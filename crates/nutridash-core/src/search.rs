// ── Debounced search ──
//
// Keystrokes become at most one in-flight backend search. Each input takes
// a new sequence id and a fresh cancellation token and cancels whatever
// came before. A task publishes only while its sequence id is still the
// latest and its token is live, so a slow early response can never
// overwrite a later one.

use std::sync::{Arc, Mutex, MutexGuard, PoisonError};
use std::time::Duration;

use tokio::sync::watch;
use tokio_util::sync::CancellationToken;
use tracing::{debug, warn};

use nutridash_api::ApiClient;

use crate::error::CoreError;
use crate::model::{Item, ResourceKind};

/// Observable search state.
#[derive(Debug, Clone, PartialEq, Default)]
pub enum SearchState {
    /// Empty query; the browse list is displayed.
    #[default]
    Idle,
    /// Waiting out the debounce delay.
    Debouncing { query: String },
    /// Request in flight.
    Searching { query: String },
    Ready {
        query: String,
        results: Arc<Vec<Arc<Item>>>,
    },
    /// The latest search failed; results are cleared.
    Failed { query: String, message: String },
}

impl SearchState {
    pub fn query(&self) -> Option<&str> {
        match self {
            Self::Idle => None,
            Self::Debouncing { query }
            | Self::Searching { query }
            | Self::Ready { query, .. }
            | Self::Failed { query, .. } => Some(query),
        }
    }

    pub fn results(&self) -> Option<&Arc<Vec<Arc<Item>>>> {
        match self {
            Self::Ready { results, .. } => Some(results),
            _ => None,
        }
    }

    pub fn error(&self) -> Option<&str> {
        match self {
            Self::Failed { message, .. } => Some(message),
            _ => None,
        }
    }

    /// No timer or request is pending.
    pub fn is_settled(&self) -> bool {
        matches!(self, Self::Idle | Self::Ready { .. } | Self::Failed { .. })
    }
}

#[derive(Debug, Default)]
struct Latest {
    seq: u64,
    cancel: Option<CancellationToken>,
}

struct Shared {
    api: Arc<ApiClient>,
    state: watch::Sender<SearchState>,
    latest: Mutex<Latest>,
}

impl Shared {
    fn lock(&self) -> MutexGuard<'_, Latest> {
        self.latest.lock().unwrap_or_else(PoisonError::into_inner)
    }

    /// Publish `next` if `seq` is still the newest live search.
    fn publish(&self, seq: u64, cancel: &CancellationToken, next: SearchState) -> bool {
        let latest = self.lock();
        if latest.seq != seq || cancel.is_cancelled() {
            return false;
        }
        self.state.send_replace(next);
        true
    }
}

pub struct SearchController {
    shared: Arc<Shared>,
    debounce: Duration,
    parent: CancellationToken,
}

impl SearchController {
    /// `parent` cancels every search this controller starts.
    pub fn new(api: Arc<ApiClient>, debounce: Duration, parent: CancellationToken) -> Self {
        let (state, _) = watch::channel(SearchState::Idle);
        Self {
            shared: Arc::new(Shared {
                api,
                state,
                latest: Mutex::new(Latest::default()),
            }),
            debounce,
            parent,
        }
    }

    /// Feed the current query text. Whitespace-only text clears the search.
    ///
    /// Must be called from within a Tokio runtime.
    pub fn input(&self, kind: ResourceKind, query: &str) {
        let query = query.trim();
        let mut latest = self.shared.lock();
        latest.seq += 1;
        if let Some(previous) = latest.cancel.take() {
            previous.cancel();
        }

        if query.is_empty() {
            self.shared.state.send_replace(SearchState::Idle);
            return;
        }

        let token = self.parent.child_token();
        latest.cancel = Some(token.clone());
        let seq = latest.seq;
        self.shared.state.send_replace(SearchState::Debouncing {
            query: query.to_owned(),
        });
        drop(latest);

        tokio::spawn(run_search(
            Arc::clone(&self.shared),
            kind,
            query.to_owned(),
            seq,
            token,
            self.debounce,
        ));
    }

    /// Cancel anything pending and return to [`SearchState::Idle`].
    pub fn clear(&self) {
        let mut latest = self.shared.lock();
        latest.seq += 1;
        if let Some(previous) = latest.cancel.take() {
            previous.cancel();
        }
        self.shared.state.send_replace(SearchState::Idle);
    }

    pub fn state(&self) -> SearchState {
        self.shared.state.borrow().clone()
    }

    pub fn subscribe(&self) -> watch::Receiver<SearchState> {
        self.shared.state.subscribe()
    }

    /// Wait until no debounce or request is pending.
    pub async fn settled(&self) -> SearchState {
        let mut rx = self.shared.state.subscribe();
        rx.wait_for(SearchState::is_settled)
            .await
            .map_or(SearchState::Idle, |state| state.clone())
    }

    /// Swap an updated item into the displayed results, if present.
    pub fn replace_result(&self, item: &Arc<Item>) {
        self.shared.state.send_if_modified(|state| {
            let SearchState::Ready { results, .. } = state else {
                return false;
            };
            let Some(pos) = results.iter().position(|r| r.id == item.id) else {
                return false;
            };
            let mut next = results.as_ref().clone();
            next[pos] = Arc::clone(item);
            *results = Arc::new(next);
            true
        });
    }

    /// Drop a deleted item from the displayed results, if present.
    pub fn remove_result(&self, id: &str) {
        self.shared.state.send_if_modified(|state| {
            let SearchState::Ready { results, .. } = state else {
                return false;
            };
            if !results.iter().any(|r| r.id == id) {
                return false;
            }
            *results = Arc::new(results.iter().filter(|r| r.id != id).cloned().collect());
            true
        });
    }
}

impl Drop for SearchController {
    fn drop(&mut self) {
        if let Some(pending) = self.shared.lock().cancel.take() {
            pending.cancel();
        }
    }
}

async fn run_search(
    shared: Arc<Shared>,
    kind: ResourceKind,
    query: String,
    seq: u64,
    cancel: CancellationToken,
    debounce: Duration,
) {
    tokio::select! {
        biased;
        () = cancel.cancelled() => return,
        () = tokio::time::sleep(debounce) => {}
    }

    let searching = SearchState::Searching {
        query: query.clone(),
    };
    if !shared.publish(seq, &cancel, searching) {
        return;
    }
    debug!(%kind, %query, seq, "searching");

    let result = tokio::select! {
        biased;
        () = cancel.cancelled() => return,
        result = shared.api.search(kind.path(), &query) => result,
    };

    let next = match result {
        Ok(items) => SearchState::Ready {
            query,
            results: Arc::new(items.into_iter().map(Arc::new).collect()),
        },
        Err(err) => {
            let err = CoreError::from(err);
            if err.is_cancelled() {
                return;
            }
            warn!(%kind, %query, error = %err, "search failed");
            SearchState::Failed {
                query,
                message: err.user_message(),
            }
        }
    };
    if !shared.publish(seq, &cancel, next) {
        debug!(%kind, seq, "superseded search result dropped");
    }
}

===

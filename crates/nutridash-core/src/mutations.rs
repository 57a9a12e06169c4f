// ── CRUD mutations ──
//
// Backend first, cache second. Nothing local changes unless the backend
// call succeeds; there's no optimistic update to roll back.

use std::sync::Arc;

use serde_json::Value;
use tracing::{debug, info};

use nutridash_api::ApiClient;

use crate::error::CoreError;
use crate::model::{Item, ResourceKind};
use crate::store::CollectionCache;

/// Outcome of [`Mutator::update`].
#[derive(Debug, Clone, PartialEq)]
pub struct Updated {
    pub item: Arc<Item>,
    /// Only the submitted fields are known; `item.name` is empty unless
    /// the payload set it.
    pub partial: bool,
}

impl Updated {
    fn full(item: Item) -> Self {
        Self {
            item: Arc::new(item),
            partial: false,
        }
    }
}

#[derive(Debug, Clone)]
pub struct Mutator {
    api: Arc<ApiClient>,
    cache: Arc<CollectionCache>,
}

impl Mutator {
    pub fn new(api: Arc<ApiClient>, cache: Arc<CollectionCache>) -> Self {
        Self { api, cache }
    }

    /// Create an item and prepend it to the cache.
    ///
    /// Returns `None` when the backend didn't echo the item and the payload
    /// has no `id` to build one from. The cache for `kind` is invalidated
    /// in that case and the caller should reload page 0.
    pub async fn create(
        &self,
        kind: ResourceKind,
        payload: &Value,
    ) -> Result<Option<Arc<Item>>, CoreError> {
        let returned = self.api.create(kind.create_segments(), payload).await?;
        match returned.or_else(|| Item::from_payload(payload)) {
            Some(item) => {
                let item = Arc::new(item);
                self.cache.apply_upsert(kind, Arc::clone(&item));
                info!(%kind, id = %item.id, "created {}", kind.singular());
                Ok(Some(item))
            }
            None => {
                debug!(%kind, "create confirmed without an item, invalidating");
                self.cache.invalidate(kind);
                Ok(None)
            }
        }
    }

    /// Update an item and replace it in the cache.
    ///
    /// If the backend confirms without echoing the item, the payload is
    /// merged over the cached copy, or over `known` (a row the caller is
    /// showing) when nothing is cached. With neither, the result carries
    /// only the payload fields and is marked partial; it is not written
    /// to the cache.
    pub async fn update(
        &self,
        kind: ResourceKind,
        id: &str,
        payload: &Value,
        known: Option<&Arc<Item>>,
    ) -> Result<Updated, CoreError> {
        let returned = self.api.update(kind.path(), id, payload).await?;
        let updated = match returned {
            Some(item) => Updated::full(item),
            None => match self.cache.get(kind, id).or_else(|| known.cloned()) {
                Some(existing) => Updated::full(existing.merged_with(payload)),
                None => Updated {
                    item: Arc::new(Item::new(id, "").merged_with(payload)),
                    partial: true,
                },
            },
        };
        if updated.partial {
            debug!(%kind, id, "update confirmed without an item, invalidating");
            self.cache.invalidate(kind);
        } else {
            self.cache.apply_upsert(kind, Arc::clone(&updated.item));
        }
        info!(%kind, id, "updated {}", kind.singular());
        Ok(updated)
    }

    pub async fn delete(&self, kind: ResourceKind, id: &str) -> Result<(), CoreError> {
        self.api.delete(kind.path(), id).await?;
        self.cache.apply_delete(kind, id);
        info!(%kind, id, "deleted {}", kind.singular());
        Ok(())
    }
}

===

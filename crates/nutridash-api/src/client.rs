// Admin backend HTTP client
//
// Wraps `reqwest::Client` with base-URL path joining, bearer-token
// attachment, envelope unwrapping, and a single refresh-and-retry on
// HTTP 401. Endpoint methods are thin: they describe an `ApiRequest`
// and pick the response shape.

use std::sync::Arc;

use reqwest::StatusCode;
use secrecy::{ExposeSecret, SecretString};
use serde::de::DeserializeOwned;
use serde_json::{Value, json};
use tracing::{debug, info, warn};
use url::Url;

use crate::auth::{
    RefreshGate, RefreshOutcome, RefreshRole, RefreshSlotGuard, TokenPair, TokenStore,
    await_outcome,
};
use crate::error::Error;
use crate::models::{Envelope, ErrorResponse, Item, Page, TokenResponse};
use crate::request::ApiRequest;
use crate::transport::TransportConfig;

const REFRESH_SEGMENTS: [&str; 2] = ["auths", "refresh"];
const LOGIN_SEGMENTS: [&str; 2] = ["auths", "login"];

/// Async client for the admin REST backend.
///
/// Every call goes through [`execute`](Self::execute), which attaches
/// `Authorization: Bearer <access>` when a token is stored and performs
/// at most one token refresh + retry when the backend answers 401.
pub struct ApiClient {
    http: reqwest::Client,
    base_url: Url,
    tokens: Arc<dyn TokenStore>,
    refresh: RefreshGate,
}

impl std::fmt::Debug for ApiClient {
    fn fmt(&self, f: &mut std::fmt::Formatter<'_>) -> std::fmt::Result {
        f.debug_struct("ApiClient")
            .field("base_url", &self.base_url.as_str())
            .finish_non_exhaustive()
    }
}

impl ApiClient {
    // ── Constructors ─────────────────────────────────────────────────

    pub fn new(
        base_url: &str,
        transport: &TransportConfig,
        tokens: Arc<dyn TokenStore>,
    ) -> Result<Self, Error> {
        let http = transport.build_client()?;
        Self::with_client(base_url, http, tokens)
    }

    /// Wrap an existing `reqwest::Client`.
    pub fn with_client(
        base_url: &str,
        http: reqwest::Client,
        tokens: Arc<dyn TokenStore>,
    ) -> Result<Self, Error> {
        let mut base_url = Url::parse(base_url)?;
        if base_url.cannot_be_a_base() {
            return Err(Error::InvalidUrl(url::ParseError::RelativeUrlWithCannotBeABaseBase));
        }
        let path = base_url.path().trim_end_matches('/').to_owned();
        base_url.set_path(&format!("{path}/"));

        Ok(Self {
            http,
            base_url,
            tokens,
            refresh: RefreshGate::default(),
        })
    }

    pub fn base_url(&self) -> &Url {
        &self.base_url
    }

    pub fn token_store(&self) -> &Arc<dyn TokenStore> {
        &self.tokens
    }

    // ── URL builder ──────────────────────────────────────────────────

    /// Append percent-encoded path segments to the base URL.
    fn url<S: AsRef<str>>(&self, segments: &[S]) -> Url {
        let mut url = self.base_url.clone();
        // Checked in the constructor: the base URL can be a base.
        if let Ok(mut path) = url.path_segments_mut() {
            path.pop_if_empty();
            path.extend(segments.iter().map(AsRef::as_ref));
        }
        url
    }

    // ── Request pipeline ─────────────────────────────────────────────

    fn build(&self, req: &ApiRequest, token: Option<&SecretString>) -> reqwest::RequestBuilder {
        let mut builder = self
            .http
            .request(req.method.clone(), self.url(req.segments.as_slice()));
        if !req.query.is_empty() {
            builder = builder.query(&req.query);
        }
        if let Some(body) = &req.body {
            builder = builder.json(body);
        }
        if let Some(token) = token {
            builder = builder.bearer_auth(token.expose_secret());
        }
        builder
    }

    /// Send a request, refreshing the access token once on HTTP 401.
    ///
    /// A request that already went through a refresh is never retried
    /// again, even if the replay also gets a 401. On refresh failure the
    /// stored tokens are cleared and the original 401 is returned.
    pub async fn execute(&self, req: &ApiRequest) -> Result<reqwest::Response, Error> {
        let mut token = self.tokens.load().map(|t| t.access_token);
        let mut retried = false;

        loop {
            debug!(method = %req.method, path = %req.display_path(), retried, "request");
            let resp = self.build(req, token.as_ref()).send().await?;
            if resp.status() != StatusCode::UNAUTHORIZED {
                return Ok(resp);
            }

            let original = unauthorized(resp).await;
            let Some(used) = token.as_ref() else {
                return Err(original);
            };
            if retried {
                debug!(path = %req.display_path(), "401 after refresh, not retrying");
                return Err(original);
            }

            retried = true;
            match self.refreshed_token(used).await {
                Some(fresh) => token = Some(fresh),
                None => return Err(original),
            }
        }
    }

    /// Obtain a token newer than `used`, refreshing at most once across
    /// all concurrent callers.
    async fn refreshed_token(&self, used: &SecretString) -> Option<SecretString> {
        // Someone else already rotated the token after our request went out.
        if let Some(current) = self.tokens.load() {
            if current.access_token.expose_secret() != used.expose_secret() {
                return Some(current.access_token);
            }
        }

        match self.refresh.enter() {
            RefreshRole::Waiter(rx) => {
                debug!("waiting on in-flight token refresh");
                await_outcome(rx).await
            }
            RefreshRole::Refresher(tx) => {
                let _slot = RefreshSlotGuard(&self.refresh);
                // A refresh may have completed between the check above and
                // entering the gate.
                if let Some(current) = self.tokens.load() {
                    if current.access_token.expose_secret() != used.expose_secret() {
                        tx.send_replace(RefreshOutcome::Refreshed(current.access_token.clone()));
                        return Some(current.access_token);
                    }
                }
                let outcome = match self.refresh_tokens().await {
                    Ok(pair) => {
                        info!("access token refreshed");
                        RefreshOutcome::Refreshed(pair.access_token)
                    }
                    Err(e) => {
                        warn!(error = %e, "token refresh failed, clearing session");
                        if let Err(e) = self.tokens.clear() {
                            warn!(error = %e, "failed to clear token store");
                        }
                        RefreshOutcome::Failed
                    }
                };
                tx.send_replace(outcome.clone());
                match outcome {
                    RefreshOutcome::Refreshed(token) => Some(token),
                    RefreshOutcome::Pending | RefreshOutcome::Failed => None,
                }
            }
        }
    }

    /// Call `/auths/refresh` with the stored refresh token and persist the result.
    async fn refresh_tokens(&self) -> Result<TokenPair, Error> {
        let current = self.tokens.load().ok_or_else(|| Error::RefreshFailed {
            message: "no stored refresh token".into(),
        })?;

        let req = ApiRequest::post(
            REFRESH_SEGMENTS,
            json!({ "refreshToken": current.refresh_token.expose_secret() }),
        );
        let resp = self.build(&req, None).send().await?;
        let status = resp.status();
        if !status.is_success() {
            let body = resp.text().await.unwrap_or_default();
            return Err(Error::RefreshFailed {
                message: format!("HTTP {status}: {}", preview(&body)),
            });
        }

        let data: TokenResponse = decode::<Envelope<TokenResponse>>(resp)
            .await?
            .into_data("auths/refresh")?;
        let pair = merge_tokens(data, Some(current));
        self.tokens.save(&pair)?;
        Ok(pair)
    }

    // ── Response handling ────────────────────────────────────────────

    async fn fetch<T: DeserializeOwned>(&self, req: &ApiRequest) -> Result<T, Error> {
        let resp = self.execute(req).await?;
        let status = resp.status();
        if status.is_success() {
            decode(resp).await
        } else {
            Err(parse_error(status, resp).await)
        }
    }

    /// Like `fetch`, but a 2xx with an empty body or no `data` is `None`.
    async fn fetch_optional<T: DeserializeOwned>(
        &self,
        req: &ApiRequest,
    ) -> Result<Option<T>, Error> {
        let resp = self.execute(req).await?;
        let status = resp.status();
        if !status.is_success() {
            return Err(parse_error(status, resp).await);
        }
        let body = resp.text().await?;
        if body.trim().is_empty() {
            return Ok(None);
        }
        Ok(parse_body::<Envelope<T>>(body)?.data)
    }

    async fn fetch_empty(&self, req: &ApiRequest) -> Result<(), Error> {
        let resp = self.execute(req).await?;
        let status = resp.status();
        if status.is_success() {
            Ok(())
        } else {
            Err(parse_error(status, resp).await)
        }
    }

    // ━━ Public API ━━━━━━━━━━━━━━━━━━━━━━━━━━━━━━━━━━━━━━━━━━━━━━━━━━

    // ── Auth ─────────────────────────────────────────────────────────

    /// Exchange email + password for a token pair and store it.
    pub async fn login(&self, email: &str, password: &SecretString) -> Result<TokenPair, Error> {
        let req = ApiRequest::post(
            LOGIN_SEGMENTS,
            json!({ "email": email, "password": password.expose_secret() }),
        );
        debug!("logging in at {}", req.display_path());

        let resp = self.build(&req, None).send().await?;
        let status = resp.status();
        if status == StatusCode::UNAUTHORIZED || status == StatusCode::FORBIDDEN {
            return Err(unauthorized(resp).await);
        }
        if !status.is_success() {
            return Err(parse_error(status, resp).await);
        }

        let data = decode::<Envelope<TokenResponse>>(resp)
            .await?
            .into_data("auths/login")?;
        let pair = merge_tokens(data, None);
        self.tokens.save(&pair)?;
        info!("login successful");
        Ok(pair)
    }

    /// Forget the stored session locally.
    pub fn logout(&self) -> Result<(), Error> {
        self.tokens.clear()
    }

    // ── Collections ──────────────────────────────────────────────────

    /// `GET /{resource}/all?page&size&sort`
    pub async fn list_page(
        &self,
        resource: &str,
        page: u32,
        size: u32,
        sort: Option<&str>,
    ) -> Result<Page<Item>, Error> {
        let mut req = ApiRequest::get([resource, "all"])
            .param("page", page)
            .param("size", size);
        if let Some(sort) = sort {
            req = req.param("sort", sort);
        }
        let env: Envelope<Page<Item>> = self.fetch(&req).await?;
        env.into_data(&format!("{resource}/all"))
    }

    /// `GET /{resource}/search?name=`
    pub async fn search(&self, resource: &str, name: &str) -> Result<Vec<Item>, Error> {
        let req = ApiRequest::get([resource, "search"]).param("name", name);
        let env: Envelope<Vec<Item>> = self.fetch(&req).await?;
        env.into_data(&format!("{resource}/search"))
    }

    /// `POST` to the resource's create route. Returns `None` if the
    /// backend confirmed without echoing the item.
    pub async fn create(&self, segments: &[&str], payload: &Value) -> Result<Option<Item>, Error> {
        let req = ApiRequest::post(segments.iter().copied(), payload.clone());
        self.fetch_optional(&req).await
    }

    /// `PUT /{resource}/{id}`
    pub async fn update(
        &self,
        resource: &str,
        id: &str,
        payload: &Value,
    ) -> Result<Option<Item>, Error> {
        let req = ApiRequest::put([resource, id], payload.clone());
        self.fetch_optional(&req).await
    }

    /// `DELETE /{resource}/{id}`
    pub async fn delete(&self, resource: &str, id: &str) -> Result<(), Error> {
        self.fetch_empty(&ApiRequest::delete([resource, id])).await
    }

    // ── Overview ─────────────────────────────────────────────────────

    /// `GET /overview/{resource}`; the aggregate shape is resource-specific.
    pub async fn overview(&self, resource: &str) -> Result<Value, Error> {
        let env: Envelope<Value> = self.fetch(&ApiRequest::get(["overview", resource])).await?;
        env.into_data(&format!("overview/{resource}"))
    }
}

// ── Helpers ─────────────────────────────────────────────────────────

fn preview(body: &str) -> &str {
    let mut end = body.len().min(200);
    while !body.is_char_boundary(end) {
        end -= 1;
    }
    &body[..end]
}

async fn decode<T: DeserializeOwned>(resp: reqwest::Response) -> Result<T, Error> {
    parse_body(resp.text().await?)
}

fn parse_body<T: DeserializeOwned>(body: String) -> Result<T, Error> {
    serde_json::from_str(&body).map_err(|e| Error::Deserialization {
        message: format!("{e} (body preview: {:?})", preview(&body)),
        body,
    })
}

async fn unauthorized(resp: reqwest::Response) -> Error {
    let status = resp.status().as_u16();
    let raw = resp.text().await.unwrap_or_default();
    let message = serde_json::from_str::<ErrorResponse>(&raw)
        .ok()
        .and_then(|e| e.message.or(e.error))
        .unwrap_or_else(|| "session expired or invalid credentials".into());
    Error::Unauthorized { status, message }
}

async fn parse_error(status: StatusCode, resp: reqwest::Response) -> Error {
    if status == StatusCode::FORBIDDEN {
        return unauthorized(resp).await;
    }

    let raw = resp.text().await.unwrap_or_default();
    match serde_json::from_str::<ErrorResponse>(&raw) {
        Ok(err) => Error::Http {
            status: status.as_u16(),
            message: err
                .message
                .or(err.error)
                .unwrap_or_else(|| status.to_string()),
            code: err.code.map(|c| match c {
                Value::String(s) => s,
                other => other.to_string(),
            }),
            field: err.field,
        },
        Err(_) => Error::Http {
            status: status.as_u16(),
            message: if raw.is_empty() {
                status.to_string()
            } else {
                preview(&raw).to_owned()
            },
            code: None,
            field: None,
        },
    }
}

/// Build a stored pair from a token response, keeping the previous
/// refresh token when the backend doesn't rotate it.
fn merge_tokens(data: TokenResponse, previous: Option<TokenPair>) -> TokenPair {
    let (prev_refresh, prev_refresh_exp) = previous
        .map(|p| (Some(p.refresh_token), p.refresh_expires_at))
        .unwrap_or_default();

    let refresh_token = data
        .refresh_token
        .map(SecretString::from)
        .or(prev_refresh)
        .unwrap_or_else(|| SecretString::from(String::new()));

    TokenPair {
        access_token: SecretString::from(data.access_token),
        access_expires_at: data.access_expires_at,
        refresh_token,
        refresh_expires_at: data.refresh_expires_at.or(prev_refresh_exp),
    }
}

===

[Exercise prompt]: Your answer should be the lines above that contain the word "size", copied out.

[Response to the exercise]:
    /// `GET /{resource}/all?page&size&sort`
        size: u32,
            .param("size", size);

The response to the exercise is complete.